Read alignment

Learning outcomes

After having completed this chapter you will be able to:

  • Explain what a sequence aligner does
  • Explain why in some cases the aligner needs to be ‘splice-aware’
  • Calculate mapping quality out of the probability that a mapping position is wrong
  • Build an index of the reference and perform an alignment of paired-end reads with bowtie2


Prepare the reference sequence

Retrieve the reference sequence using esearch and efetch:



esearch -db nuccore -query 'U00096' \
| efetch -format fasta > ecoli-strK12-MG1655.fasta

Exercise: Check out the documentation of bowtie2-build, and build the indexed reference genome with bowtie2 using default options.

bowtie2-build ecoli-strK12-MG1655.fasta ecoli-strK12-MG1655.fasta

Align the reads with bowtie2

Exercise: Check out the bowtie2 manual here. We are going to align the sequences in paired-end mode. What are the options we’ll minimally need?

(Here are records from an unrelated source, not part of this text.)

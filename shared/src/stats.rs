//! Aggregation over an in-memory transaction list: balance, per-type
//! totals, case-insensitive search and per-field sorting. All single-pass
//! pure functions; the statement and dashboard views are built on these.

use serde::{Deserialize, Serialize};

use crate::{Transaction, TransactionType};

/// Per-type totals plus the resulting balance
#[derive(Debug, Clone, PartialEq, Serialize, Deserialize)]
pub struct TransactionStats {
    pub total_credit: f64,
    pub total_debit: f64,
    pub total_loan: f64,
    pub balance: f64,
    pub transaction_count: usize,
}

/// Balance = credits + loans - debits. A loan raises the balance while the
/// money sits in the account; repayment would be a regular debit.
pub fn calculate_balance(transactions: &[Transaction]) -> f64 {
    transactions.iter().fold(0.0, |balance, t| match t.transaction_type {
        TransactionType::Credit | TransactionType::Loan => balance + t.amount,
        TransactionType::Debit => balance - t.amount,
    })
}

/// Compute totals per transaction type along with the balance
pub fn calculate_stats(transactions: &[Transaction]) -> TransactionStats {
    let mut stats = TransactionStats {
        total_credit: 0.0,
        total_debit: 0.0,
        total_loan: 0.0,
        balance: 0.0,
        transaction_count: transactions.len(),
    };

    for t in transactions {
        match t.transaction_type {
            TransactionType::Credit => stats.total_credit += t.amount,
            TransactionType::Debit => stats.total_debit += t.amount,
            TransactionType::Loan => stats.total_loan += t.amount,
        }
    }

    stats.balance = stats.total_credit + stats.total_loan - stats.total_debit;
    stats
}

/// Case-insensitive substring match against description and category
pub fn matches_search(transaction: &Transaction, query: &str) -> bool {
    if query.trim().is_empty() {
        return true;
    }
    let needle = query.to_lowercase();
    transaction.description.to_lowercase().contains(&needle)
        || transaction.category.to_lowercase().contains(&needle)
}

/// Field the statement can be ordered by
#[derive(Debug, Clone, Copy, PartialEq, Eq, Serialize, Deserialize)]
pub enum SortField {
    Date,
    Amount,
    Description,
    Category,
}

impl SortField {
    pub fn label(&self) -> &'static str {
        match self {
            SortField::Date => "Data",
            SortField::Amount => "Valor",
            SortField::Description => "Descrição",
            SortField::Category => "Categoria",
        }
    }
}

#[derive(Debug, Clone, Copy, PartialEq, Eq, Serialize, Deserialize)]
pub enum SortDirection {
    Ascending,
    Descending,
}

impl SortDirection {
    pub fn toggled(&self) -> SortDirection {
        match self {
            SortDirection::Ascending => SortDirection::Descending,
            SortDirection::Descending => SortDirection::Ascending,
        }
    }

    /// Arrow glyph for the active column header
    pub fn indicator(&self) -> &'static str {
        match self {
            SortDirection::Ascending => "▲",
            SortDirection::Descending => "▼",
        }
    }
}

/// Sort in place by the given field and direction. Ties keep their
/// relative order (stable sort) so toggling a column is predictable.
pub fn sort_transactions(
    transactions: &mut [Transaction],
    field: SortField,
    direction: SortDirection,
) {
    transactions.sort_by(|a, b| {
        let ordering = match field {
            SortField::Date => a.date.cmp(&b.date),
            SortField::Amount => a
                .amount
                .partial_cmp(&b.amount)
                .unwrap_or(std::cmp::Ordering::Equal),
            SortField::Description => a
                .description
                .to_lowercase()
                .cmp(&b.description.to_lowercase()),
            SortField::Category => a.category.to_lowercase().cmp(&b.category.to_lowercase()),
        };
        match direction {
            SortDirection::Ascending => ordering,
            SortDirection::Descending => ordering.reverse(),
        }
    });
}

#[cfg(test)]
mod tests {
    use super::*;

    fn tx(kind: TransactionType, amount: f64, description: &str, date: &str) -> Transaction {
        Transaction {
            id: format!("transaction::{}::{}", kind.as_str(), date.len()),
            transaction_type: kind,
            amount,
            description: description.to_string(),
            category: "Outros".to_string(),
            date: date.to_string(),
        }
    }

    fn fixture() -> Vec<Transaction> {
        vec![
            tx(TransactionType::Credit, 2500.0, "Salário", "2024-01-15T10:30:00+00:00"),
            tx(TransactionType::Debit, 350.75, "Supermercado", "2024-01-14T14:22:00+00:00"),
            tx(TransactionType::Loan, 1000.0, "Empréstimo Pessoal", "2024-01-09T11:20:00+00:00"),
            tx(TransactionType::Debit, 89.90, "Conta de Luz", "2024-01-12T09:15:00+00:00"),
        ]
    }

    #[test]
    fn test_balance_is_credits_plus_loans_minus_debits() {
        let transactions = fixture();
        let balance = calculate_balance(&transactions);
        assert!((balance - (2500.0 + 1000.0 - 350.75 - 89.90)).abs() < 1e-9);
    }

    #[test]
    fn test_stats_totals() {
        let stats = calculate_stats(&fixture());
        assert!((stats.total_credit - 2500.0).abs() < 1e-9);
        assert!((stats.total_debit - 440.65).abs() < 1e-9);
        assert!((stats.total_loan - 1000.0).abs() < 1e-9);
        assert_eq!(stats.transaction_count, 4);
        assert!((stats.balance - calculate_balance(&fixture())).abs() < 1e-9);
    }

    #[test]
    fn test_empty_list_has_zero_balance() {
        assert_eq!(calculate_balance(&[]), 0.0);
        let stats = calculate_stats(&[]);
        assert_eq!(stats.transaction_count, 0);
        assert_eq!(stats.balance, 0.0);
    }

    #[test]
    fn test_search_is_case_insensitive() {
        let transactions = fixture();
        assert!(matches_search(&transactions[0], "salário"));
        assert!(matches_search(&transactions[0], "SALÁRIO"));
        assert!(matches_search(&transactions[1], "mercado"));
        assert!(!matches_search(&transactions[1], "farmácia"));
    }

    #[test]
    fn test_search_matches_category() {
        let transactions = fixture();
        assert!(matches_search(&transactions[0], "outros"));
    }

    #[test]
    fn test_blank_query_matches_everything() {
        for t in fixture() {
            assert!(matches_search(&t, ""));
            assert!(matches_search(&t, "   "));
        }
    }

    #[test]
    fn test_sort_by_amount_both_directions() {
        let mut transactions = fixture();
        sort_transactions(&mut transactions, SortField::Amount, SortDirection::Ascending);
        let amounts: Vec<f64> = transactions.iter().map(|t| t.amount).collect();
        assert_eq!(amounts, vec![89.90, 350.75, 1000.0, 2500.0]);

        sort_transactions(&mut transactions, SortField::Amount, SortDirection::Descending);
        let amounts: Vec<f64> = transactions.iter().map(|t| t.amount).collect();
        assert_eq!(amounts, vec![2500.0, 1000.0, 350.75, 89.90]);
    }

    #[test]
    fn test_sort_by_date_descending_shows_newest_first() {
        let mut transactions = fixture();
        sort_transactions(&mut transactions, SortField::Date, SortDirection::Descending);
        assert_eq!(transactions[0].description, "Salário");
        assert_eq!(transactions[3].description, "Empréstimo Pessoal");
    }

    #[test]
    fn test_sort_by_description_ignores_case() {
        let mut transactions = vec![
            tx(TransactionType::Debit, 1.0, "banana", "2024-01-01T00:00:00+00:00"),
            tx(TransactionType::Debit, 2.0, "Abacaxi", "2024-01-02T00:00:00+00:00"),
        ];
        sort_transactions(
            &mut transactions,
            SortField::Description,
            SortDirection::Ascending,
        );
        assert_eq!(transactions[0].description, "Abacaxi");
    }

    #[test]
    fn test_direction_toggle() {
        assert_eq!(SortDirection::Ascending.toggled(), SortDirection::Descending);
        assert_eq!(SortDirection::Descending.toggled(), SortDirection::Ascending);
    }
}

According to the usage of bowtie2:

bowtie2 [options]* -x <bt2-idx> {-1 <m1> -2 <m2> | -U <r> | --interleaved <i> | --sra-acc <acc> | b <bam>}

We’ll need the options:

  • -x to point to our index
  • -1 and -2 to point to our forward and reverse reads

Exercise: Try to understand what the script below does, and run it.

##!/usr/bin/env bash



bowtie2 \
-x $REFERENCE_DIR/ecoli-strK12-MG1655.fasta \
-1 $TRIMMED_DIR/paired_trimmed_SRR519926_1.fastq \
-2 $TRIMMED_DIR/paired_trimmed_SRR519926_2.fastq \
> $ALIGNED_DIR/SRR519926.sam

We’ll go deeper into alignment statistics later on, but bowtie2 writes already some statistics to stdout. General alignment rates seem okay, but there are quite some non-concordant alignments. That doesn’t sound good. Check out the explanation about concordance at the bowtie2 manual. Can you guess what the reason could be?